Ryan Robinson, automotive research leader at Deloitte, kicked off the Fuels Institute’s FUELS2020 Virtual Experience with insights from the pre-pandemic 2020 study and insights from newer surveys launched in April.
Much of the global automotive industry’s focus during the past decade has been on autonomous and connected vehicle technology, shared mobility services and electrification. Prior to COVID-19, macrotrends observed by Deloitte research indicate that global vehicle demand had begun to soften, pointing to a cyclical downshift while original equipment manufacturers (OEMs) invested billions in advanced technologies. Meanwhile, consumer concerns centered on:
Privacy and data security: For connected car technologies, consumers are concerned about the type of entities that receive their data, which becomes a trust issue.
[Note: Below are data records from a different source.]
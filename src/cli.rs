use std::fs;
use std::io::{self, Write};
use std::path::PathBuf;

use anyhow::{Context, Result, anyhow};
use clap::{CommandFactory, Parser, Subcommand};
use clap_complete::{Shell, generate, generate_to};

use crate::indexer::{DEFAULT_API_URL, IndexerConfig};
use crate::trending::{Period, SortMetric};

pub const DEFAULT_CSV_PATH: &str = "data/output/trending.csv";
pub const DEFAULT_HTML_PATH: &str = "data/output/report.html";

pub const ENV_API_URL: &str = "INDEXER_API_URL";
pub const ENV_API_KEY: &str = "INDEXER_API_KEY";
pub const ENV_API_USER: &str = "INDEXER_API_USER";

pub const SAVE_CSV_HELP: &str = "Save the trending rows to the given CSV file (defaults to data/output/trending.csv when no path is provided). Use --archive-csv to store a .gz instead.";
pub const SAVE_HTML_HELP: &str =
    "Save the HTML report to the given file (defaults to data/output/report.html when no path is provided).";
pub const ARCHIVE_CSV_HELP: &str = "Archive the saved CSV output into a .gz file.";

#[derive(Debug, Parser)]
#[command(
    name = "suirank",
    about = "Fetch Sui NFT collection trading stats from a GraphQL indexer and print a trending leaderboard.",
    version = env!("CARGO_PKG_VERSION")
)]
pub struct Cli {
    #[arg(
        long,
        value_enum,
        default_value = "1d",
        help = "Trending window the current/previous metric pairs are compared over."
    )]
    pub period: Period,
    #[arg(
        long,
        value_enum,
        default_value = "usd-volume",
        help = "Metric the indexer orders collections by, descending."
    )]
    pub sort_by: SortMetric,
    #[arg(long, default_value_t = 25, help = "Number of collections to fetch.")]
    pub limit: u32,
    #[arg(long, default_value_t = 0, help = "Pagination offset.")]
    pub offset: u32,
    #[arg(
        long,
        value_name = "URL",
        help = "GraphQL indexer endpoint (falls back to INDEXER_API_URL, then the public endpoint)."
    )]
    pub api_url: Option<String>,
    #[arg(
        long,
        value_name = "KEY",
        help = "Indexer API key sent as x-api-key (falls back to INDEXER_API_KEY)."
    )]
    pub api_key: Option<String>,
    #[arg(
        long,
        value_name = "USER",
        help = "Indexer API user sent as x-api-user (falls back to INDEXER_API_USER)."
    )]
    pub api_user: Option<String>,
    #[arg(
        long,
        value_name = "FILE",
        num_args = 0..=1,
        default_missing_value = DEFAULT_CSV_PATH,
        help = SAVE_CSV_HELP
    )]
    pub save_csv: Option<PathBuf>,
    #[arg(
        long,
        value_name = "FILE",
        num_args = 0..=1,
        default_missing_value = DEFAULT_HTML_PATH,
        help = SAVE_HTML_HELP
    )]
    pub save_html: Option<PathBuf>,
    #[arg(long, help = ARCHIVE_CSV_HELP)]
    pub archive_csv: bool,
    #[arg(
        long,
        help = "Print every fetched collection and every column instead of the abbreviated summary."
    )]
    pub full_output: bool,
    #[arg(long, help = "Disable progress spinner output.")]
    pub no_progress: bool,
    #[command(subcommand)]
    pub command: Option<Commands>,
}

impl Cli {
    /// Resolves endpoint and credentials: flags win over environment; the
    /// endpoint falls back to the public indexer URL.
    pub fn indexer_config(&self) -> IndexerConfig {
        IndexerConfig {
            url: self
                .api_url
                .clone()
                .or_else(|| env_non_empty(ENV_API_URL))
                .unwrap_or_else(|| DEFAULT_API_URL.to_string()),
            api_key: self.api_key.clone().or_else(|| env_non_empty(ENV_API_KEY)),
            api_user: self
                .api_user
                .clone()
                .or_else(|| env_non_empty(ENV_API_USER)),
        }
    }
}

fn env_non_empty(name: &str) -> Option<String> {
    std::env::var(name)
        .ok()
        .filter(|value| !value.trim().is_empty())
}

#[derive(Debug, Subcommand)]
pub enum Commands {
    /// Generate shell completion scripts, optionally installing them for the current user.
    Completions {
        #[arg(value_enum, help = "Shell to generate completions for.")]
        shell: Shell,
        #[arg(
            long,
            value_name = "DIR",
            help = "Directory to write the completion script to."
        )]
        output_dir: Option<PathBuf>,
        #[arg(
            long,
            help = "Install the completion script into the default location for the selected shell."
        )]
        install: bool,
    },
}

pub fn handle_command(command: Commands) -> Result<()> {
    match command {
        Commands::Completions {
            shell,
            output_dir,
            install,
        } => generate_completions(shell, output_dir, install),
    }
}

fn generate_completions(shell: Shell, output_dir: Option<PathBuf>, install: bool) -> Result<()> {
    let mut command = Cli::command();
    let bin_name = command.get_name().to_string();

    let target_dir = if let Some(dir) = output_dir {
        Some(dir)
    } else if install {
        Some(default_install_dir(shell)?)
    } else {
        None
    };

    if let Some(dir) = target_dir {
        fs::create_dir_all(&dir)
            .with_context(|| format!("failed to create completion directory {}", dir.display()))?;
        let path = generate_to(shell, &mut command, bin_name, &dir)
            .context("failed to write completion file")?;
        println!("Installed {shell:?} completions to {}", path.display());
    } else {
        let mut stdout = io::stdout().lock();
        generate(shell, &mut command, bin_name, &mut stdout);
        stdout
            .flush()
            .context("failed to flush completion output")?;
    }

    Ok(())
}

fn default_install_dir(shell: Shell) -> Result<PathBuf> {
    let home = std::env::var_os("HOME").ok_or_else(|| {
        anyhow!("HOME environment variable is not set; use --output-dir to specify a path")
    })?;
    let mut path = PathBuf::from(home);

    match shell {
        Shell::Bash => {
            path.push(".local/share/bash-completion/completions");
            Ok(path)
        }
        Shell::Elvish => {
            path.push(".elvish/lib/completions");
            Ok(path)
        }
        Shell::Fish => {
            path.push(".config/fish/completions");
            Ok(path)
        }
        Shell::PowerShell => {
            path.push(".local/share/powershell/Scripts");
            Ok(path)
        }
        Shell::Zsh => {
            path.push(".local/share/zsh/site-functions");
            Ok(path)
        }
        other => Err(anyhow!(
            "no default install location for {other:?}; specify --output-dir"
        )),
    }
}

#[cfg(test)]
mod tests {
    use super::*;
    use std::path::Path;

    #[test]
    fn defaults_select_one_day_usd_volume() {
        let cli = Cli::parse_from(["suirank"]);
        assert_eq!(cli.period, Period::Days1);
        assert_eq!(cli.sort_by, SortMetric::UsdVolume);
        assert_eq!(cli.limit, 25);
        assert_eq!(cli.save_csv, None);
    }

    #[test]
    fn save_flags_accept_missing_value() {
        let cli = Cli::parse_from(["suirank", "--save-csv", "--save-html"]);
        assert_eq!(cli.save_csv.as_deref(), Some(Path::new(DEFAULT_CSV_PATH)));
        assert_eq!(cli.save_html.as_deref(), Some(Path::new(DEFAULT_HTML_PATH)));
    }

    #[test]
    fn period_and_sort_parse_from_flags() {
        let cli = Cli::parse_from(["suirank", "--period", "30d", "--sort-by", "trades"]);
        assert_eq!(cli.period, Period::Days30);
        assert_eq!(cli.sort_by, SortMetric::Trades);
    }

    #[test]
    fn flags_take_precedence_for_config() {
        let cli = Cli::parse_from(["suirank", "--api-url", "https://indexer.test/graphql"]);
        let config = cli.indexer_config();
        assert_eq!(config.url, "https://indexer.test/graphql");
    }
}
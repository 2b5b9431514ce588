//! RESP wire constants and command result codes.
//!
//! Each RESP frame starts with a type prefix byte and ends with CRLF:
//!
//! ```text
//! +OK\r\n                        simple string
//! -ERR syntax error\r\n          error
//! :1000\r\n                      integer
//! $5\r\nhello\r\n                bulk string ($-1\r\n is nil)
//! *2\r\n$3\r\nGET\r\n$1\r\nk\r\n array
//! ```

/// The CRLF terminator used in RESP protocol
pub const CRLF: &[u8] = b"\r\n";

/// RESP protocol type prefixes
pub mod prefix {
    pub const SIMPLE_STRING: u8 = b'+';
    pub const ERROR: u8 = b'-';
    pub const INTEGER: u8 = b':';
    pub const BULK_STRING: u8 = b'$';
    pub const ARRAY: u8 = b'*';
}

/// Error text for a type mismatch when no detail is supplied.
pub const WRONG_TYPE_MSG: &str = "Operation against a key holding the wrong kind of value";

/// Outcome of a command that is reported as a single status or error line.
#[derive(Debug, Clone, Copy, PartialEq, Eq)]
pub enum ResultCode {
    Ok,
    SyntaxErr,
    WrongNum,
    InvalidInt,
    InvalidFloat,
    ErrOther,
}

impl ResultCode {
    /// Renders the reply line, prefix included and CRLF excluded.
    ///
    /// `detail` names the command for `WrongNum` and carries the message for
    /// `ErrOther`; the other codes have fixed texts.
    pub fn render(self, detail: Option<&str>) -> String {
        match self {
            ResultCode::Ok => "+OK".to_string(),
            ResultCode::SyntaxErr => "-ERR syntax error".to_string(),
            ResultCode::WrongNum => format!(
                "-ERR wrong number of arguments for '{}' command",
                detail.unwrap_or_default()
            ),
            ResultCode::InvalidInt => "-ERR value is not an integer or out of range".to_string(),
            ResultCode::InvalidFloat => "-ERR value is not a valid float".to_string(),
            ResultCode::ErrOther => format!("-ERR {}", detail.unwrap_or(WRONG_TYPE_MSG)),
        }
    }

    pub fn is_error(self) -> bool {
        self != ResultCode::Ok
    }
}

#[cfg(test)]
mod tests {
    use super::*;

    #[test]
    fn test_render_fixed_texts() {
        assert_eq!(ResultCode::Ok.render(None), "+OK");
        assert_eq!(ResultCode::SyntaxErr.render(Some("ignored")), "-ERR syntax error");
        assert_eq!(
            ResultCode::InvalidInt.render(None),
            "-ERR value is not an integer or out of range"
        );
        assert_eq!(
            ResultCode::InvalidFloat.render(None),
            "-ERR value is not a valid float"
        );
    }

    #[test]
    fn test_render_with_detail() {
        assert_eq!(
            ResultCode::WrongNum.render(Some("mset")),
            "-ERR wrong number of arguments for 'mset' command"
        );
        assert_eq!(
            ResultCode::ErrOther.render(Some("append cmd error")),
            "-ERR append cmd error"
        );
        assert_eq!(
            ResultCode::ErrOther.render(None),
            format!("-ERR {}", WRONG_TYPE_MSG)
        );
    }

    #[test]
    fn test_is_error() {
        assert!(!ResultCode::Ok.is_error());
        assert!(ResultCode::ErrOther.is_error());
    }
}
Many consumers say they would not trust anyone other than the OEM to manage the data they share.
Autonomous vehicles: Consumer interest in autonomous vehicle technologies have stalled in most markets. Reports on crashes involving AVs have had a significant and lasting impact on consumer perception of the technology overall, although one area that seems to boost consumer confidence is whether the technology can be standardized as well as government certified.
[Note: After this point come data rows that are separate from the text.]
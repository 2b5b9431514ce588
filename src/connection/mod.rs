//! Connection Handler Module
//!
//! Each accepted socket is served by a [`ConnectionHandler`] running in its
//! own task. The handler owns the input buffer, the request parser and a
//! reply buffer; command execution is delegated to a shared
//! [`CommandHandler`](crate::commands::CommandHandler).
//!
//! ## Example
//!
//! ```no_run
//! use stringkv::commands::CommandHandler;
//! use stringkv::connection::{handle_connection, ConnectionStats};
//! use stringkv::storage::StorageEngine;
//! use std::sync::Arc;
//! use tokio::net::TcpListener;
//!
//! # async fn serve() -> std::io::Result<()> {
//! let listener = TcpListener::bind("127.0.0.1:6379").await?;
//! let handler = CommandHandler::new(Arc::new(StorageEngine::new()));
//! let stats = Arc::new(ConnectionStats::new());
//!
//! let (stream, addr) = listener.accept().await?;
//! tokio::spawn(handle_connection(stream, addr, handler, stats));
//! # Ok(())
//! # }
//! ```

pub mod handler;

pub use handler::{
    handle_connection, ConnectionError, ConnectionHandler, ConnectionStats, StatsSnapshot,
};
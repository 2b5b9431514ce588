//! Reply assembly.
//!
//! Commands describe their reply through the [`ReplyBuilder`] port, one
//! fragment at a time. [`RespReply`] is the RESP2 implementation used by the
//! server; it accumulates replies of pipelined commands in one buffer so a
//! connection can flush them with a single write.

use crate::protocol::types::{prefix, ResultCode, CRLF};
use bytes::{Bytes, BytesMut};

/// Port through which commands emit their reply.
pub trait ReplyBuilder {
    /// Writes the header of a bulk string. `-1` writes a nil bulk string.
    fn append_string_len(&mut self, len: i64);

    /// Writes the payload of a bulk string whose header was already written.
    fn append_content(&mut self, data: &[u8]);

    fn append_integer(&mut self, n: i64);

    fn append_array_len(&mut self, len: i64);

    /// Writes a simple status line such as `+PONG`.
    fn append_status(&mut self, status: &str);

    /// Replaces everything written for the current command with a single
    /// status or error line.
    fn set_res(&mut self, code: ResultCode, detail: Option<&str>);

    /// Writes a complete bulk string.
    fn append_string(&mut self, data: &[u8]) {
        self.append_string_len(data.len() as i64);
        self.append_content(data);
    }
}

/// A RESP2 reply buffer.
#[derive(Debug, Default)]
pub struct RespReply {
    buf: BytesMut,
    /// Offset where the current command's reply starts
    mark: usize,
}

impl RespReply {
    pub fn new() -> Self {
        Self::default()
    }

    /// Marks the start of the next command's reply.
    pub fn begin(&mut self) {
        self.mark = self.buf.len();
    }

    /// Bytes written since the last [`RespReply::begin`].
    pub fn current(&self) -> &[u8] {
        &self.buf[self.mark..]
    }

    pub fn is_empty(&self) -> bool {
        self.buf.is_empty()
    }

    pub fn len(&self) -> usize {
        self.buf.len()
    }

    /// Takes every reply accumulated so far, leaving the buffer empty.
    pub fn take(&mut self) -> Bytes {
        self.mark = 0;
        self.buf.split().freeze()
    }

    /// Writes a raw error line, for failures that happen outside a command.
    pub fn append_error(&mut self, msg: &str) {
        self.line(prefix::ERROR, msg.as_bytes());
    }

    fn line(&mut self, prefix: u8, body: &[u8]) {
        self.buf.reserve(body.len() + 3);
        self.buf.extend_from_slice(&[prefix]);
        self.buf.extend_from_slice(body);
        self.buf.extend_from_slice(CRLF);
    }
}

impl ReplyBuilder for RespReply {
    fn append_string_len(&mut self, len: i64) {
        self.line(prefix::BULK_STRING, len.to_string().as_bytes());
    }

    fn append_content(&mut self, data: &[u8]) {
        self.buf.reserve(data.len() + 2);
        self.buf.extend_from_slice(data);
        self.buf.extend_from_slice(CRLF);
    }

    fn append_integer(&mut self, n: i64) {
        self.line(prefix::INTEGER, n.to_string().as_bytes());
    }

    fn append_array_len(&mut self, len: i64) {
        self.line(prefix::ARRAY, len.to_string().as_bytes());
    }

    fn append_status(&mut self, status: &str) {
        self.line(prefix::SIMPLE_STRING, status.as_bytes());
    }

    fn set_res(&mut self, code: ResultCode, detail: Option<&str>) {
        self.buf.truncate(self.mark);
        self.buf.extend_from_slice(code.render(detail).as_bytes());
        self.buf.extend_from_slice(CRLF);
    }
}

#[cfg(test)]
mod tests {
    use super::*;

    #[test]
    fn test_bulk_string() {
        let mut reply = RespReply::new();
        reply.append_string(b"hello");
        assert_eq!(reply.current(), b"$5\r\nhello\r\n");
    }

    #[test]
    fn test_nil_and_empty_bulk() {
        let mut reply = RespReply::new();
        reply.append_string_len(-1);
        reply.append_string(b"");
        assert_eq!(reply.current(), b"$-1\r\n$0\r\n\r\n");
    }

    #[test]
    fn test_integer_and_array() {
        let mut reply = RespReply::new();
        reply.append_array_len(2);
        reply.append_integer(-42);
        reply.append_string(b"x");
        assert_eq!(reply.current(), b"*2\r\n:-42\r\n$1\r\nx\r\n");
    }

    #[test]
    fn test_set_res_replaces_current_reply() {
        let mut reply = RespReply::new();
        reply.begin();
        reply.append_integer(1);
        reply.set_res(ResultCode::Ok, None);
        assert_eq!(reply.current(), b"+OK\r\n");

        reply.set_res(ResultCode::ErrOther, Some("append cmd error"));
        assert_eq!(reply.current(), b"-ERR append cmd error\r\n");
    }

    #[test]
    fn test_set_res_keeps_earlier_pipelined_replies() {
        let mut reply = RespReply::new();
        reply.begin();
        reply.append_status("PONG");
        reply.begin();
        reply.append_integer(7);
        reply.set_res(ResultCode::SyntaxErr, None);

        assert_eq!(reply.take(), Bytes::from("+PONG\r\n-ERR syntax error\r\n"));
        assert!(reply.is_empty());
        assert_eq!(reply.current(), b"");
    }

    #[test]
    fn test_append_error() {
        let mut reply = RespReply::new();
        reply.append_error("ERR Protocol error: invalid bulk length");
        assert_eq!(reply.len(), 42);
        assert_eq!(
            reply.current(),
            b"-ERR Protocol error: invalid bulk length\r\n"
        );
    }
}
Multi-modal mobility: Consumers remain resistant to multi-modal mobility; however, regardless of country, Deloitte research suggests that consumers agree the best way to reduce traffic congestion is greater access to mass transit (44% of consumers agree in the U.S.).
Combining different modes of transportation into a single trip remains an occasional behavior for most consumers: 48% of U.S. consumers say they rarely combine modes of transport, 39% say never, and 13% say one or more times per week (bike to bus or train station, for example). Ride-hailing frequency has also declined—in some cases half of what it was in 2017—suggesting the halo effect of these services is wearing off.
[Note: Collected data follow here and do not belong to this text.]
//! stringkv server entry point.
//!
//! Sets up logging, the storage engine and its expiry sweeper, then accepts
//! client connections until Ctrl+C.

use anyhow::{bail, Context};
use std::sync::Arc;
use stringkv::commands::CommandHandler;
use stringkv::connection::{handle_connection, ConnectionStats};
use stringkv::storage::{start_expiry_sweeper, StorageEngine, NUM_SHARDS};
use tokio::net::TcpListener;
use tokio::signal;
use tracing::{error, info};
use tracing_subscriber::EnvFilter;

/// Server configuration
#[derive(Debug, PartialEq, Eq)]
struct Config {
    host: String,
    port: u16,
    /// Default log filter, used when `RUST_LOG` is not set
    log_level: String,
}

impl Default for Config {
    fn default() -> Self {
        Self {
            host: stringkv::DEFAULT_HOST.to_string(),
            port: stringkv::DEFAULT_PORT,
            log_level: "info".to_string(),
        }
    }
}

/// What the command line asks for.
#[derive(Debug, PartialEq, Eq)]
enum Invocation {
    Serve(Config),
    Help,
    Version,
}

impl Config {
    fn parse<I>(args: I) -> anyhow::Result<Invocation>
    where
        I: IntoIterator<Item = String>,
    {
        let mut config = Config::default();
        let mut args = args.into_iter();

        while let Some(arg) = args.next() {
            match arg.as_str() {
                "--host" | "-h" => {
                    config.host = args.next().context("--host requires a value")?;
                }
                "--port" | "-p" => {
                    let value = args.next().context("--port requires a value")?;
                    config.port = value
                        .parse()
                        .with_context(|| format!("invalid port number '{}'", value))?;
                }
                "--log-level" => {
                    config.log_level = args.next().context("--log-level requires a value")?;
                }
                "--help" => return Ok(Invocation::Help),
                "--version" | "-v" => return Ok(Invocation::Version),
                other => bail!("unknown argument: {}", other),
            }
        }

        Ok(Invocation::Serve(config))
    }

    fn bind_address(&self) -> String {
        format!("{}:{}", self.host, self.port)
    }
}

fn print_help() {
    println!(
        r#"
stringkv - A Redis-compatible string command server

USAGE:
    stringkv [OPTIONS]

OPTIONS:
    -h, --host <HOST>         Host to bind to (default: 127.0.0.1)
    -p, --port <PORT>         Port to listen on (default: 6379)
        --log-level <LEVEL>   Log filter when RUST_LOG is unset (default: info)
    -v, --version             Print version information
        --help                Print this help message

EXAMPLES:
    stringkv                          # Start on 127.0.0.1:6379
    stringkv --port 6380              # Start on port 6380
    stringkv --log-level debug        # Log connection details

CONNECTING:
    $ redis-cli -p 6379
    127.0.0.1:6379> SET counter 10
    OK
    127.0.0.1:6379> INCRBY counter 5
    (integer) 15
"#
    );
}

#[tokio::main]
async fn main() -> anyhow::Result<()> {
    let config = match Config::parse(std::env::args().skip(1)) {
        Ok(Invocation::Serve(config)) => config,
        Ok(Invocation::Help) => {
            print_help();
            return Ok(());
        }
        Ok(Invocation::Version) => {
            println!("stringkv version {}", stringkv::VERSION);
            return Ok(());
        }
        Err(e) => {
            print_help();
            return Err(e);
        }
    };

    let filter = EnvFilter::try_from_default_env()
        .or_else(|_| EnvFilter::try_new(&config.log_level))
        .context("invalid log filter")?;
    tracing_subscriber::fmt()
        .with_env_filter(filter)
        .with_target(false)
        .init();

    let storage = Arc::new(StorageEngine::new());
    info!(shards = NUM_SHARDS, "Storage engine initialized");

    let _sweeper = start_expiry_sweeper(Arc::clone(&storage));

    let stats = Arc::new(ConnectionStats::new());

    let listener = TcpListener::bind(config.bind_address())
        .await
        .with_context(|| format!("failed to bind {}", config.bind_address()))?;
    info!(
        version = stringkv::VERSION,
        "Listening on {}",
        config.bind_address()
    );

    tokio::select! {
        _ = accept_loop(listener, storage, stats) => {}
        result = signal::ctrl_c() => {
            result.context("failed to listen for Ctrl+C")?;
            info!("Shutdown signal received, stopping server...");
        }
    }

    info!("Server shutdown complete");
    Ok(())
}

/// Accepts connections forever, one task per client.
async fn accept_loop(
    listener: TcpListener,
    storage: Arc<StorageEngine>,
    stats: Arc<ConnectionStats>,
) {
    let handler = CommandHandler::new(storage);
    loop {
        match listener.accept().await {
            Ok((stream, addr)) => {
                let handler = handler.clone();
                let stats = Arc::clone(&stats);
                tokio::spawn(handle_connection(stream, addr, handler, stats));
            }
            Err(e) => {
                error!("Failed to accept connection: {}", e);
            }
        }
    }
}

#[cfg(test)]
mod tests {
    use super::*;

    fn parse(args: &[&str]) -> anyhow::Result<Invocation> {
        Config::parse(args.iter().map(|s| s.to_string()))
    }

    #[test]
    fn test_defaults() {
        assert_eq!(parse(&[]).unwrap(), Invocation::Serve(Config::default()));
    }

    #[test]
    fn test_host_port_and_log_level() {
        let Invocation::Serve(config) =
            parse(&["-h", "0.0.0.0", "--port", "6380", "--log-level", "debug"]).unwrap()
        else {
            panic!("expected a serve invocation");
        };
        assert_eq!(config.bind_address(), "0.0.0.0:6380");
        assert_eq!(config.log_level, "debug");
    }

    #[test]
    fn test_help_and_version() {
        assert_eq!(parse(&["--help"]).unwrap(), Invocation::Help);
        assert_eq!(parse(&["-p", "1", "-v"]).unwrap(), Invocation::Version);
    }

    #[test]
    fn test_invalid_arguments() {
        assert!(parse(&["--port", "http"]).is_err());
        assert!(parse(&["--port"]).is_err());
        assert!(parse(&["--verbose"]).is_err());
    }
}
Electric vehicles: Auto manufacturers have made significant investments in the future of EVs, and consumers cite lower emissions and operating costs as the main reasons for interest in hybrid- and battery-electric vehicles. However, there remains a disconnect around range anxiety. While most U.S. consumers drive an average of 27 miles per day, they expect mileage per charge to greatly exceed their daily requirements. Deloitte research also suggests that most people recognize they would use a BEV like a smartphone—recharge it overnight at home.
Pandemic Insights: Robinson shared new Deloitte research on potential changes in consumer behavior, how consumers will and want to re-engage with the automotive sector and how the transportation industry could move forward post-pandemic.
Tracking consumer sentiment in the past month, Deloitte found that consumers intend to delay a planned vehicle purchase and expect to keep their current vehicle longer expected. This suggests two concerns: health and safety, as people don’t want to go to a dealership, and financial concerns around making large purchases. Some consumers are also delaying regular vehicle maintenance, which also indicates health and safety concerns and greater financial pressures.
There also has yet to be a noticeable shift in online vehicle sales, with just 21% of U.S. consumers saying they would buy their next vehicle online if it was available. “We thought these numbers might be higher, but that could be a lack of availability in some markets,” said Robinson, noting that Deloitte will continue to track this metric over time to see how consumers are willing to engage with the auto market and how transactions will develop.
During the pandemic most U.S. consumers (79%) agree that their vehicle represents a key social distancing tool. They remain concerned about public transit, with 60% of U.S. consumers planning to limit use in the next three months, which will impact mass transit. Ride-hailing serves are also a concern, with 58% of U.S. consumers planning to limit use in the next three months.
Wrapping up, Robinson noted that there’s a huge question mark on which entities will take the lead on EV charging infrastructure. “The existing fuel companies probably have a large part to play because they have the locations that make sense, and from a fossil fuel standpoint, it’s all there,” he said.